Subnet basics: Must you set up Wi-Fi subnets in a single building?

Expert Mike Jude discusses the rationale of creating distinct Wi-Fi subnets in a single building.

Subnet basics: Do you need separate Wi-Fi subnets in a single building?

Setting up a wireless LAN (WLAN) is more of an art than a science. The answer to your question depends on how many people you need to support in a given area. In a single building, for example, if you have a lot of people accessing the WLAN full time, you probably want to make each floor a subnet so you can segregate your traffic for better troubleshooting. On the other hand, you have to make sure there's a handoff to go from floor to floor.

You could also set up an entire building as one virtual access point (AP), making the entire building a subnet. In practice, however, doing that can give you bad performance. Wi-Fi isn't the same as cellular, where sites are more intelligent and have direct control of sessions to manage them across cell sites. Wi-Fi is more like an FM radio where the mobile device locks onto the AP that has the strongest signal. If you have two access points, and they are at exactly the wrong distance between each other, you could have a signal but get interference, creating dead zones.

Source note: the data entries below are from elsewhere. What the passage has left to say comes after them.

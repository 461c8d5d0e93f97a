//! Layout configuration.

use super::unit::{DEFAULT_TAB_STOP_TWIPS, TwipsRounding, twips_to_pixels};
use serde::{Deserialize, Serialize};

/// Configuration options for layout.
///
/// # Examples
///
/// ```rust
/// use rtflow::common::{LayoutOptions, TwipsRounding};
///
/// let options = LayoutOptions::new()
///     .with_twips_rounding(TwipsRounding::Truncate)
///     .with_tab_stop_twips(1440);
/// assert_eq!(options.tab_stop_twips, 1440);
/// ```
#[derive(Debug, Clone, Copy, PartialEq, Eq, Serialize, Deserialize)]
#[serde(default)]
pub struct LayoutOptions {
    /// Rounding used when indents and tab stops are converted to pixels
    pub twips_rounding: TwipsRounding,
    /// Distance between default tab stops, in twips
    pub tab_stop_twips: i32,
    /// Font size in half-points used while no `\fs` is in effect
    pub default_font_size: i32,
}

impl Default for LayoutOptions {
    fn default() -> Self {
        Self {
            twips_rounding: TwipsRounding::default(),
            tab_stop_twips: DEFAULT_TAB_STOP_TWIPS,
            default_font_size: 24,
        }
    }
}

impl LayoutOptions {
    /// Create a new `LayoutOptions` with default values.
    #[inline]
    pub fn new() -> Self {
        Self::default()
    }

    /// Set the twips-to-pixels rounding mode.
    #[inline]
    pub fn with_twips_rounding(mut self, rounding: TwipsRounding) -> Self {
        self.twips_rounding = rounding;
        self
    }

    /// Set the default tab stop width in twips.
    ///
    /// A width that converts to less than one pixel is treated as one pixel,
    /// so tab advancement always moves forward.
    #[inline]
    pub fn with_tab_stop_twips(mut self, twips: i32) -> Self {
        self.tab_stop_twips = twips;
        self
    }

    /// Set the font size (half-points) used when the document sets none.
    #[inline]
    pub fn with_default_font_size(mut self, half_points: i32) -> Self {
        self.default_font_size = half_points;
        self
    }

    #[inline]
    pub(crate) fn pixels(&self, twips: i32) -> i32 {
        twips_to_pixels(twips, self.twips_rounding)
    }

    #[inline]
    pub(crate) fn tab_stop_pixels(&self) -> i32 {
        self.pixels(self.tab_stop_twips).max(1)
    }
}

There are also a lot of variables when sizing APs for geographical coverage. It depends how much metal is in your building and how many cubicles or rooms you need to reach into. And you have to know how many devices will access the WLAN. It could easily be three per person, with smartphones, tablets and laptops. Based on the standards, you can logically control up to 255 devices per AP, but, in practice, APs don't handle that many.